Cet échange s’est articulé autour du début du texte   La Triple nature du Bouddha   rédigé par le Révérend qui proposa que nous le lisions paragraphe par paragraphe, en alternant l’anglais et le français, de sorte à laisser une plage libre aux questions éventuelles après chaque paragraphe. Le Révérend a rédigé ce texte, qui fait partie de l’un de ses ouvrages, en vue de commenter l’un des grands traités de Nichiren, L’Objet Véritable de Vénération (Kanjin Honzon Sho).

Dans sa réponse à une question de son Traité sur l’Objet Véritable de Vénération, Nichiren cite le Scalpel du Diamant * dans lequel le patriarche de l’école Tiantai, Zhanlan (711-782) dit : « Une plante, un arbre, un galet, un grain de poussière - tout cela possède la nature de bouddha à l'état latent, en même temps que les autres causes et conditions nécessaires pour atteindre la bodhéité.» Dans ce même traité, Nichiren critique le Sutra de la Guirlande de fleur * et le Sutra Vairocana en ces termes : « Ils n'exposent pas les trois conditions requises pour atteindre la bodhéité : la nature de bouddha innée, le potentiel pour la réaliser et la cause externe qui lui permet de se développer. Comment peut-on alors définir ces sutras comme la graine de la bodhéité* ? »

Ces mots se réfèrent à une discussion sur la doctrine d’ichinen sanzen [3000 mondes en un instant-pensée] en tant que fondement de la graine de bodhéité *. Dans les deux passages ci-dessus, Nichiren se réfère, en fait, au concept de la Triple nature de Bouddha (buddhadhatu, busshin) enseigné par l’école Tiantai. Dans le Hasshu Imoku-Sho (Traité sur les différences entre l’école du Lotus et les Huit autres écoles), Nichiren cite ce passage extrait des Mots et Phrases du Sutra du Lotus * de Zhiyi (538-597),  le Grand-Maître du Tiantai

Le  Dharmakaya* possède la ''cause véritable de la nature de bouddha*, et celle-ci est inhérente à chacun tout au long de la succession de ses vies passées, présente et futures. Chacun est par nature doté des graines de ''cause de sagesse'' (ryo-in bussho) et de ''cause de manifestation'' (en-in) de la boddhéité ; ces natures de bouddha (dharmadhatu, bussho) ne sont pas acquises, pas plus qu’elles ne sont le résultat de la pratique bouddhique.

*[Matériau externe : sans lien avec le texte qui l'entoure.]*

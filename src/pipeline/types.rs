// Pipeline result types

use serde::{Deserialize, Serialize};
use std::fmt;

use crate::catalog::EmotionLabel;

/// Which path produced a reply
#[derive(Debug, Clone, Copy, PartialEq, Eq, Hash, Serialize, Deserialize)]
#[serde(rename_all = "snake_case")]
pub enum ResponseTool {
    CrisisIntervention,
    AiTherapyConversation,
    Greeting,
    AnxietySupport,
    DepressionSupport,
    AngerManagement,
    StressManagement,
    LonelinessSupport,
    GriefSupport,
    ConfusionSupport,
    GratitudeResponse,
    CheckIn,
    ActiveListening,
    TechnicalFallback,
}

impl ResponseTool {
    pub fn as_str(&self) -> &'static str {
        match self {
            ResponseTool::CrisisIntervention => "crisis_intervention",
            ResponseTool::AiTherapyConversation => "ai_therapy_conversation",
            ResponseTool::Greeting => "greeting",
            ResponseTool::AnxietySupport => "anxiety_support",
            ResponseTool::DepressionSupport => "depression_support",
            ResponseTool::AngerManagement => "anger_management",
            ResponseTool::StressManagement => "stress_management",
            ResponseTool::LonelinessSupport => "loneliness_support",
            ResponseTool::GriefSupport => "grief_support",
            ResponseTool::ConfusionSupport => "confusion_support",
            ResponseTool::GratitudeResponse => "gratitude_response",
            ResponseTool::CheckIn => "check_in",
            ResponseTool::ActiveListening => "active_listening",
            ResponseTool::TechnicalFallback => "technical_fallback",
        }
    }

    /// Tool tag of the rule-based reply for an emotion
    pub fn for_emotion(label: EmotionLabel) -> Self {
        match label {
            EmotionLabel::Anxiety => ResponseTool::AnxietySupport,
            EmotionLabel::Depression => ResponseTool::DepressionSupport,
            EmotionLabel::Anger => ResponseTool::AngerManagement,
            EmotionLabel::Stress => ResponseTool::StressManagement,
            EmotionLabel::Loneliness => ResponseTool::LonelinessSupport,
            EmotionLabel::Grief => ResponseTool::GriefSupport,
            EmotionLabel::Confusion => ResponseTool::ConfusionSupport,
        }
    }
}

impl fmt::Display for ResponseTool {
    fn fmt(&self, f: &mut fmt::Formatter<'_>) -> fmt::Result {
        f.write_str(self.as_str())
    }
}

#[derive(Debug, Clone, Copy, PartialEq, Eq, Hash, Serialize, Deserialize)]
#[serde(rename_all = "lowercase")]
pub enum ResponseStatus {
    /// Crisis reply or external generation
    Success,
    /// Rule-based reply because generation was unavailable
    Degraded,
    /// Technical fallback after an internal fault
    Error,
}

impl ResponseStatus {
    pub fn as_str(&self) -> &'static str {
        match self {
            ResponseStatus::Success => "success",
            ResponseStatus::Degraded => "degraded",
            ResponseStatus::Error => "error",
        }
    }
}

/// The pipeline's output for one turn
#[derive(Debug, Clone, PartialEq, Serialize, Deserialize)]
pub struct ResponseResult {
    /// Never empty
    pub response: String,
    pub tool: ResponseTool,
    pub status: ResponseStatus,
}

impl ResponseResult {
    pub fn new(response: impl Into<String>, tool: ResponseTool, status: ResponseStatus) -> Self {
        Self {
            response: response.into(),
            tool,
            status,
        }
    }

    pub fn is_crisis(&self) -> bool {
        self.tool == ResponseTool::CrisisIntervention
    }
}

#[cfg(test)]
mod tests {
    use super::*;

    #[test]
    fn test_serialized_tags_match_as_str() {
        let tools = [
            ResponseTool::CrisisIntervention,
            ResponseTool::AiTherapyConversation,
            ResponseTool::GratitudeResponse,
            ResponseTool::TechnicalFallback,
        ];
        for tool in tools {
            let json = serde_json::to_string(&tool).unwrap();
            assert_eq!(json, format!("\"{}\"", tool.as_str()));
        }
    }

    #[test]
    fn test_every_emotion_has_distinct_tool() {
        let mut seen = std::collections::HashSet::new();
        for label in EmotionLabel::ALL {
            assert!(seen.insert(ResponseTool::for_emotion(label)));
        }
    }
}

Dans le Shimon Butsujo-gi (Ecouter pour la première fois ce qu’enseigne le Bouddha sur le Véhicule unique), Nichiren cite ce passage extrait du texte de Zhiyi (Sens caché de la fleur du Dharma *)

« Quiconque possède un esprit recèle en lui les graines (busshu) de nature de bouddha (bussho). Il suffit qu’une personne entende une seule phrase de ce Sutra pour qu’elle possède la graine de sagesse (ryo-en) qui lui permettra de réaliser sa nature de bouddha. Que quelqu’un joigne ses mains et s’incline en prière devant le Bouddha, c’est planter la graine de l’action (in-en) pour progresser vers la bodhéité. »

La triple nature de bouddha se compose de trois causes inhérentes à tous les êtres, lesquelles mènent aux Trois Corps du Bouddha.

La première est la ''cause véritable de la nature de bouddha'' (shoin-bussho) qui représente la véritable nature de tous les phénomènes. Quand les pensées adventices, les imperfections et les impuretés obscurcissent cette ''nature de bouddha'' (bussho) et la rendent méconnaissable, il s’agit du sens générique du terme, mais quand nous réalisons cette nature de bouddha, elle devient le Corps du Dharma (dharmakaya hosshin)

La deuxième cause est celle de la ''sagesse-discernement'' (ryo-en), à savoir la graine de sagesse qui nous éveille à notre vrai nature. Cette graine de sagesse s'épanouit dans le Corps de Rétribution (sambhogakaya, hoshin).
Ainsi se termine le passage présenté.